Дубнер мягко улыбнулся, а не усмехнулся даже, чем, по правде говоря, смутил новоявленного музыканта ещё больше. Принял гитару, осторожно поставил в углу.
— Она подождёт тебя здесь, а я покуда кое-что тебе расскажу, Ёжик. Ты ведь этого хочешь?
— Д-да, — подтвердил тот, к кому обращались.
— Что ж, начнём тогда, как водится, с самого начала…
— С людей, что ли? – попытался пошутить слушатель.
А отшельник взял, да и согласился:
— С них самых. Всех фактов не знаю – и сомневаюсь, что кто-либо знает вообще, но чем богат, тем рад буду поделиться. Не поручусь за точность, события до сегодняшнего дня развивались примерно так.
Когда-то давно, я бы даже сказал давным-давно, нашу планету населяли совершенно другие, мало похожие на нас существа, и всё-таки наши братья. Мы называем их людьми, потому что это «имя» досталось нам в память о прошедших веках: один исследователь, осматривая тысячелетние окаменелости, обнаружил в пещере скелет удивительного существа. Его конституция ничуть не походила на нашу, она была гораздо более пропорциональной, и разве только симметричность сложения говорила о том, что мы связаны с ним родством. На стене пещеры, в полутора метрах над телом существа, вырезали послание всего из двух слов: «Мы – люди». Ну, эту историю тебе уже наверняка кто-нибудь рассказывал.

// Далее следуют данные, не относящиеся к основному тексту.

// ABOUTME: Configuration options for parsing including ParseOptions and the Theme enum.
// ABOUTME: Providers honor only the subset relevant to them; unknown concerns are ignored.

use std::fmt;

use serde::{Deserialize, Serialize};

/// A rendering theme requested by the caller.
#[derive(Debug, Clone, Copy, PartialEq, Eq, Serialize, Deserialize)]
#[serde(rename_all = "lowercase")]
pub enum Theme {
    Light,
    Dark,
}

impl fmt::Display for Theme {
    fn fmt(&self, f: &mut fmt::Formatter<'_>) -> fmt::Result {
        let s = match self {
            Theme::Light => "light",
            Theme::Dark => "dark",
        };
        write!(f, "{}", s)
    }
}

impl From<&str> for Theme {
    fn from(s: &str) -> Self {
        match s.to_lowercase().as_str() {
            "dark" => Theme::Dark,
            _ => Theme::Light,
        }
    }
}

/// Configuration options for a parse call.
///
/// `remove_header` and `remove_footer` are tri-state: `None` defers to the
/// provider's own default (some providers strip chrome by default for a
/// clean view, others leave it in place).
#[derive(Debug, Clone, Serialize, Deserialize)]
#[serde(rename_all = "camelCase", default)]
pub struct ParseOptions {
    pub remove_links: bool,
    pub remove_header: Option<bool>,
    pub remove_footer: Option<bool>,
    pub remove_sidebar: bool,
    pub invert_colors: bool,
    pub theme: Option<Theme>,
    pub base_url: Option<String>,
    pub sanitize: bool,
}

impl Default for ParseOptions {
    fn default() -> Self {
        Self {
            remove_links: false,
            remove_header: None,
            remove_footer: None,
            remove_sidebar: false,
            invert_colors: false,
            theme: None,
            base_url: None,
            sanitize: true,
        }
    }
}

impl ParseOptions {
    /// Create options with all defaults.
    pub fn new() -> Self {
        Self::default()
    }
}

Позже в разных частях света стали находить другие «захоронения», и рядом с некоторыми телами обнаруживались надписи вроде той – так мы, животные, узнали ещё одно полумифическое слово, «человек». Рисунки и надписи на пещерных стенах позволили нам подключиться к информационному каналу прошлого; нам поведали самые невероятные вещи, которые мы взяли на вооружение в быту, и надеюсь, в этом мы не ошиблись, учитывая плачевный пример людей.

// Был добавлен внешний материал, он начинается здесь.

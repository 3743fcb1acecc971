// ABOUTME: Perplexity provider: thread-page extraction with collapse-style link removal.
// ABOUTME: No sidebar routine; captures carry the answer column only.

//! The Perplexity provider.
//!
//! The one provider on the collapse link strategy: Perplexity decorates
//! inline citations so heavily that keeping the anchor shells produces
//! visual noise, so anchors are replaced by their inner content outright.

use serde_json::{Map, Value};

use crate::dom::{strip_elements, Anchor, Marker};
use crate::error::ParseError;
use crate::locate::locate;
use crate::options::ParseOptions;
use crate::providers::{resolve_flag, Provider, ProviderKind};
use crate::result::{meta, ContentExtraction, ParsedResponse};
use crate::sanitize::{self, StyleOptions};

const HEADER_ANCHORS: &[Anchor<'static>] = &[Anchor {
    tag: "div",
    markers: &[Marker::AttrContains("class", "@container/header")],
}];

const FOOTER_ANCHORS: &[Anchor<'static>] = &[Anchor {
    tag: "div",
    markers: &[Marker::AttrContains("class", "bottom-safeAreaInsetBottom")],
}];

/// Provider for perplexity.ai thread captures.
#[derive(Debug, Default)]
pub struct PerplexityProvider;

impl Provider for PerplexityProvider {
    fn kind(&self) -> ProviderKind {
        ProviderKind::Perplexity
    }

    fn origin_base_url(&self) -> &str {
        "https://www.perplexity.ai"
    }

    fn extract_content(&self, response: &Value) -> ContentExtraction {
        locate(response)
    }

    fn parse(
        &self,
        response: &Value,
        options: &ParseOptions,
    ) -> Result<ParsedResponse, ParseError> {
        let extraction = self.extract_content(response);
        if extraction.is_empty() {
            return Err(ParseError::no_content(self.kind().as_str(), "parse"));
        }
        let text = extraction.text.unwrap_or_default();
        let mut html = extraction.html.unwrap_or_default();

        let remove_header = resolve_flag(options.remove_header, false);
        let remove_footer = resolve_flag(options.remove_footer, false);

        let mut header_removed = false;
        let mut footer_removed = false;
        let mut links_removed = false;

        if !html.is_empty() {
            html = sanitize::sanitize_html(&html);
            if remove_header {
                html = strip_elements(&html, HEADER_ANCHORS);
                header_removed = true;
            }
            if remove_footer {
                html = strip_elements(&html, FOOTER_ANCHORS);
                footer_removed = true;
            }
            if options.remove_links {
                html = sanitize::collapse_links(&html);
                links_removed = true;
            }
            html = sanitize::inject_styles(
                &html,
                &StyleOptions {
                    css: String::new(),
                    base_url: Some(
                        options
                            .base_url
                            .clone()
                            .unwrap_or_else(|| self.origin_base_url().to_string()),
                    ),
                },
            );
        }

        let mut metadata = Map::new();
        metadata.insert(
            meta::IS_FULL_DOCUMENT.to_string(),
            Value::Bool(sanitize::is_full_document(&html)),
        );
        metadata.insert(meta::LINKS_REMOVED.to_string(), Value::Bool(links_removed));
        metadata.insert(meta::HEADER_REMOVED.to_string(), Value::Bool(header_removed));
        metadata.insert(meta::FOOTER_REMOVED.to_string(), Value::Bool(footer_removed));

        Ok(ParsedResponse {
            provider: ProviderKind::Perplexity,
            html,
            text: Some(text),
            sources: None,
            metadata,
        })
    }
}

Итак, судя по многочисленным находкам, по технике и предметам быта людей, они жили почти как мы, но не столь мирно; войны, то и дело начинавшиеся, чтобы прекратиться и дать начало новой войне, оплели планету паутиной и сжимали схватку своего металлического кулака, грозя разрушить мир до основания. Собственно, примерно это и произошло, когда с небес стали падать космические яйца, как их прозвал наш знаменитый учёный, филин Штейн.
Ёжику не терпелось спросить, что это за яйца такие и чем всё закончилось, но он прикусил язык, понимая, что происходит нечто невероятное, что мир для него меняется, и, надо полагать, навсегда. Дубнер тем временем перешёл к новой части повествования:
— Они-то, яйца эти, и превратили нашу Сферу, любимую планету, в заражённый полигон; они уничтожали всё подряд, не спрашивая разрешения. – Шутка вышла вымученная, и даже сам Дубнер ей не улыбнулся: ещё бы, речь-то шла о незавидной судьбе целого земного шара. – Ну, положим, сами яйца и не могли ни у кого ничего спросить, тогда как их создатели, помешанные на ненависти, специально хранили молчание.
— Создатели?! – Ёжик не утерпел-таки. – Так они были… искусственными?
— Угу, — безэмоционально подтвердил Дубнер. – Больше скажу, то никакие не яйца, а некое смертоносное оружие, лишь по форме их напоминающее.
— Красть у природы задумку, чтобы извратить её… — Ошарашенный Ёжик попробовал на слух эту фразу, и она ему жутко не понравилась.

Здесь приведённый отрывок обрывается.